Hildegard Gewalt
Liebe Hildegard Gewalt. Sie sind so oft in dieser Kirche, Sie organisieren die Musik in der Atempause, Sie freuen sich über Jugendliche und Kinder, Sie sind hohen Alters und, wie wir finden, oft so jung. Sie haben ein liebevolles Verhältnis zu Ihrer Tochter in Hamburg und leben nach dem Tod Ihres Mannes seit vielen Jahren schon alleine. Wenn es mich manches Mal am Mittwoch in die Nähe der Kirche treibt, sehe ich Sie eigentlich jedes Mal aus dem Gottesdienst „Atempause“ kommen. Auch am letzten Mittwoch. Ich musste schnell weiter, hätte Sie aber gerne gefragt, was Sie so bewegte.
Ich fühle mich jedes Mal bereichert. Dabei geht es mir weniger um die schöne Musik, die mittwochs oft zu hören ist. Als Musikerin freue ich mich daran, höre aber leider auch kritisch die Unfeinheiten. Nein, es ist diese einfache Liturgie dieser Andacht, dieses Fallenlassen in der Mitte der Woche. Ich möchte das nie versäumen. Und als Sie mich sahen, war wieder so ein Beispiel, das mich zum Nachdenken bringt: In der Bibelstelle ging es um Rache und Rächer – wenn so aus dem Koran zitiert wird, sagen wir alle „siehste“. Aber es steht eben auch in unserer Bibel und es tut mir gut, wenn Pastor Poehls es als menschliches Zeugnis einer Zeit einzuordnen weiß und sich und anderen die Freiheit gibt zu sagen „so glaube ich nicht“. Hier finde ich, was ich in der Kirche so lange gesucht habe. Ich bin lange herumgeirrt.
Können Sie diesen Weg beschreiben?
Ja, als Konfirmandin war ich sehr gläubig. Ich erinnere, dass uns die Konfirmationssprüche zugewiesen wurden. Ohne Einfluss darauf haben zu können, erhielt ich meinen liebsten: „Nun aber bleibt Glaube, Hoffung, Liebe..“ Ich hatte damit das Gefühl, dass Gott für mich sorgt. Dann kam die Auseinandersetzung mit dem NS-Reich, ich war 14, als der Krieg zu Ende war. In den ersten Jahren der Oberschule gehörte ich einer Mädchengruppe an. Es war schön, wir sangen und spielten Spiele. Dann sollte ich öffentlich einen Eid auf den Führer schwören. Ich blieb der Veranstaltung fern und sagte auf Nachfrage der Bannmädelführerin, dass ich nur auf Gott und nicht auf Menschen Eide schwöre. Ich bin dankbar für diese Erfahrung, denn sie lehrte mich, mir treu zu bleiben und zu überlegen, was mir wichtig ist im Leben.

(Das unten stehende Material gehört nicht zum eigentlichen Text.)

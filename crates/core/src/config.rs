//! Complete profile configuration, loaded once and frozen.
//!
//! A [`SimulationConfig`] bundles the wind profile, the fire curve and the
//! ground datum. It is the place where parameters are validated: the models
//! trust whatever they are given.
//!
//! # Example
//! ```
//! use cfd_profiles_core::SimulationConfig;
//!
//! let config = SimulationConfig::from_json_str(r#"{ "wind": { "vb0": 26.0 } }"#).unwrap();
//! assert_eq!(config.wind.vb0, 26.0);
//! assert_eq!(config.fire.hrr_max, 2500.0);
//! ```

use crate::adapter::HeightDatum;
use crate::atmosphere::{WindProfileConfig, WindProfileModel};
use crate::error::{ensure_finite, ConfigError};
use crate::physics::{FireCurveConfig, FireCurveModel};
use serde::{Deserialize, Serialize};
use std::fs;
use std::path::Path;
use tracing::{info, warn};

/// Wind, fire and datum parameters for one CFD case
#[derive(Debug, Clone, Copy, PartialEq, Default, Serialize, Deserialize)]
#[serde(default)]
pub struct SimulationConfig {
    /// Inflow wind profile
    pub wind: WindProfileConfig,
    /// Fire growth curve
    pub fire: FireCurveConfig,
    /// Ground reference for boundary face heights
    pub datum: HeightDatum,
}

impl SimulationConfig {
    /// Validate every section.
    ///
    /// # Errors
    ///
    /// Returns the first [`ConfigError`] found.
    pub fn validate(&self) -> Result<(), ConfigError> {
        self.wind.validate()?;
        self.fire.validate()?;
        ensure_finite("ground_z", self.datum.ground_z)?;
        Ok(())
    }

    /// Parse and validate a JSON configuration. Missing fields take defaults.
    ///
    /// # Errors
    ///
    /// Returns [`ConfigError::Parse`] for malformed JSON, or a validation error.
    pub fn from_json_str(json: &str) -> Result<Self, ConfigError> {
        let config: Self = serde_json::from_str(json)?;
        if let Err(err) = config.validate() {
            warn!("Rejected profile configuration: {err}");
            return Err(err);
        }
        Ok(config)
    }

    /// Load and validate a JSON configuration file.
    ///
    /// # Errors
    ///
    /// Returns [`ConfigError::Io`] if the file cannot be read, otherwise as
    /// [`SimulationConfig::from_json_str`].
    pub fn load<P: AsRef<Path>>(path: P) -> Result<Self, ConfigError> {
        let path = path.as_ref();
        let contents = fs::read_to_string(path)?;
        let config = Self::from_json_str(&contents)?;
        info!("Loaded profile configuration from {}", path.display());
        Ok(config)
    }

    /// Serialize as pretty-printed JSON.
    ///
    /// # Errors
    ///
    /// Returns [`ConfigError::Parse`] if serialization fails.
    pub fn to_json_string(&self) -> Result<String, ConfigError> {
        Ok(serde_json::to_string_pretty(self)?)
    }

    /// Save as pretty-printed JSON.
    ///
    /// # Errors
    ///
    /// Returns error if the configuration cannot be serialized or written.
    pub fn save<P: AsRef<Path>>(&self, path: P) -> Result<(), ConfigError> {
        fs::write(path, self.to_json_string()?)?;
        Ok(())
    }

    /// Wind profile model for this configuration
    pub fn wind_model(&self) -> WindProfileModel {
        WindProfileModel::new(self.wind)
    }

    /// Fire curve model for this configuration
    pub fn fire_model(&self) -> FireCurveModel {
        FireCurveModel::new(self.fire)
    }
}
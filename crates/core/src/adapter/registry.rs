//! Named callback registry.
//!
//! CFD hosts bind boundary profiles and cell sources by name. The standard
//! registry exposes the wind profile under the callback names used by the
//! existing case files (`x_vel_profile`, `k_profile`, ...) and the fire curve
//! under `heat_release` / `soot_release`.

use crate::adapter::boundary::{BoundaryProfile, WindBoundary, WindQuantity};
use crate::adapter::source::{FireSource, FireSourceKind, SourceTerm, VolumetricSource};
use crate::config::SimulationConfig;
use crate::core_types::Position;
use rustc_hash::FxHashMap;
use tracing::{debug, warn};

/// Callback names registered by [`ProfileRegistry::standard`]
pub mod callback_names {
    /// x velocity inlet profile
    pub const X_VELOCITY: &str = "x_vel_profile";
    /// y velocity inlet profile
    pub const Y_VELOCITY: &str = "y_vel_profile";
    /// Turbulent kinetic energy inlet profile
    pub const TKE: &str = "k_profile";
    /// Dissipation rate inlet profile
    pub const DISSIPATION: &str = "e_profile";
    /// Specific dissipation rate inlet profile
    pub const SPECIFIC_DISSIPATION: &str = "sdr_profile";
    /// Energy source
    pub const HEAT_RELEASE: &str = "heat_release";
    /// Soot mass source
    pub const SOOT_RELEASE: &str = "soot_release";
}

/// Boundary profiles and volumetric sources looked up by callback name
#[derive(Default)]
pub struct ProfileRegistry {
    profiles: FxHashMap<String, Box<dyn BoundaryProfile>>,
    sources: FxHashMap<String, Box<dyn VolumetricSource>>,
}

impl ProfileRegistry {
    /// Empty registry
    pub fn new() -> Self {
        Self::default()
    }

    /// Registry with the standard wind and fire callbacks for `config`
    pub fn standard(config: &SimulationConfig) -> Self {
        use callback_names as names;

        let wind = config.wind_model();
        let fire = config.fire_model();
        let datum = config.datum;

        let mut registry = Self::new();
        for (name, quantity) in [
            (names::X_VELOCITY, WindQuantity::VelocityX),
            (names::Y_VELOCITY, WindQuantity::VelocityY),
            (names::TKE, WindQuantity::TurbulentKineticEnergy),
            (names::DISSIPATION, WindQuantity::DissipationRate),
            (names::SPECIFIC_DISSIPATION, WindQuantity::SpecificDissipationRate),
        ] {
            registry.register_profile(name, WindBoundary::new(quantity, wind, datum));
        }
        registry.register_source(
            names::HEAT_RELEASE,
            FireSource::new(FireSourceKind::HeatRelease, fire),
        );
        registry.register_source(names::SOOT_RELEASE, FireSource::new(FireSourceKind::Soot, fire));

        debug!(
            profiles = registry.profiles.len(),
            sources = registry.sources.len(),
            "standard profile registry built"
        );
        registry
    }

    /// Register a boundary profile, replacing any previous one of that name
    pub fn register_profile<P>(&mut self, name: &str, profile: P)
    where
        P: BoundaryProfile + 'static,
    {
        if self
            .profiles
            .insert(name.to_string(), Box::new(profile))
            .is_some()
        {
            warn!("Boundary profile '{name}' registered twice; keeping the latest");
        }
    }

    /// Register a volumetric source, replacing any previous one of that name
    pub fn register_source<S>(&mut self, name: &str, source: S)
    where
        S: VolumetricSource + 'static,
    {
        if self
            .sources
            .insert(name.to_string(), Box::new(source))
            .is_some()
        {
            warn!("Volumetric source '{name}' registered twice; keeping the latest");
        }
    }

    /// Boundary profile registered under `name`
    pub fn profile(&self, name: &str) -> Option<&dyn BoundaryProfile> {
        self.profiles.get(name).map(AsRef::as_ref)
    }

    /// Volumetric source registered under `name`
    pub fn source(&self, name: &str) -> Option<&dyn VolumetricSource> {
        self.sources.get(name).map(AsRef::as_ref)
    }

    /// Evaluate the named boundary profile at a face centroid
    pub fn evaluate_profile(&self, name: &str, position: &Position) -> Option<f64> {
        self.profile(name).map(|p| p.evaluate_at(position))
    }

    /// Evaluate the named source in a cell at `time`
    pub fn evaluate_source(&self, name: &str, cell: usize, time: f64) -> Option<SourceTerm> {
        self.source(name).map(|s| s.evaluate_at(cell, time))
    }

    /// Registered profile names, sorted
    pub fn profile_names(&self) -> Vec<&str> {
        let mut names: Vec<&str> = self.profiles.keys().map(String::as_str).collect();
        names.sort_unstable();
        names
    }

    /// Registered source names, sorted
    pub fn source_names(&self) -> Vec<&str> {
        let mut names: Vec<&str> = self.sources.keys().map(String::as_str).collect();
        names.sort_unstable();
        names
    }
}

Und wann kam die Zeit des Zweifelns?
Danach irgendwann. Von der Kirche habe ich mich sehr entfernt – innerlich. Es lag im Wesentlichen auch daran, dass ich mich in der praktizierten Abendmahlsliturgie nicht der Vorstellung hingeben konnte, Jesu Blut zu trinken. Ich lernte meinen Mann kennen, der sich mit indischer Philosophie beschäftigte. Mich faszinierte das und der christliche Gott und Dualismus schien mir viel zu eng. Aber ich scheiterte letztendlich auch in meiner Zuwendung zur indischen Philosophie und Religion, da es mir doch viel zu fremd war. Für das Lehramt habe ich später Musik und Theologie studiert und gerade Religion hat mir im Unterricht viel Freude gemacht, die Schüler waren so frei um Umgang damit. Bei dem Thema der Jungfrauenempfängnis sagte einer meiner Schüler „das könnte meine Mutter meinem Vater aber nicht erzählen“, er war 9 Jahre alt. Wir wohnten lange auf dem Land und ich konnte mit der Kirche dort nichts anfangen. Später, in Hamburg, lebte ich zumindest äußerlich gerne im Umfeld der Kirche durch die viele Kammermusik, die ich machte. Lange Zeit habe ich mit St. Simeon in Osdorf zusammengearbeitet.
Und wie kamen Sie dann hierher?
Ich ging in den Konfirmationsgottesdienst einer Schülerin. „Das ist mal Kirche“, dachte ich. Es dauerte noch einige Zeit, ich ging immer wieder hin und dann fragte ich am Ende Pastor Plank „nehmen Sie mich?“
Er hat wohl „ja“ gesagt, wie es aussieht...
Ja, und ich bin glücklich. Ich bin auch in einem Hauskreis. Ich schätze sehr die lebendige Auseinandersetzung dieser Pastoren mit der Bibel. Ich kann ihr das entnehmen, was ich brauche. Ich muss nicht alles glauben und mit dieser Freiheit bringt sie mich viel weiter und gibt mir so viele Erklärungen dafür, was in meinem Leben passiert.
In Ihrem Leben ist auch Schweres passiert, was trägt Sie?
Ich kann nicht tiefer fallen als in Gottes Hand. Diese Worte, auch von Frau Käßmann gesagt, habe ich in meinem Leben wirklich erfahren müssen und dürfen. Und das ist ein Grund für Dankbarkeit und es gibt mir immer wieder Kraft. Und dann liebe ich die Birke da draußen. Ich beobachte sie durch die Jahreszeiten, wie sie ihre Blätter bekommt, wie sie im Sommer prächtig ist und im Herbst ihre Blätter verliert. Ich versuche immer, mir etwas anzusehen, was Freude macht. Ich komme in diese Gemeinde, wo gelacht wird, wo in Hauskreisen gelesen, diskutiert und hinterfragt wird. Und auch ich bin in so einem Hauskreis und fühle mich dort aufgehoben und geborgen und immer wieder bereichert. Und ich komme in eine Gemeinde, in der so viele Jugendliche sind und die eine Akademie mit einem reichen Angebot hat und die mir auch Gelegenheit gibt, für andere Menschen etwas zu tun. - Ich will noch eines erzählen, zumal dies ja eine Weltethos-Gemeinde ist: Ich begleitete einen Mann aus Burkina Faso zum Gesundheitsamt, um zu übersetzen. Wir warteten endlos. „Wo wohnen Sie denn“, fragte ich. „Sieversstücken“. „Ach ja, unsere Kirche engagiert sich doch dort“, „ Ja, aber ich bin Muselmann - aber Muselmann und Christen: ein Gott!“ Und nach einer weiteren Pause sagte er: „ Unser Gott“ und mit diesen Worten streckte er mir seine Hand entgegen und wir beide strahlten.
Ein Glück, dass Pastor Plank damals „ja“ sagte.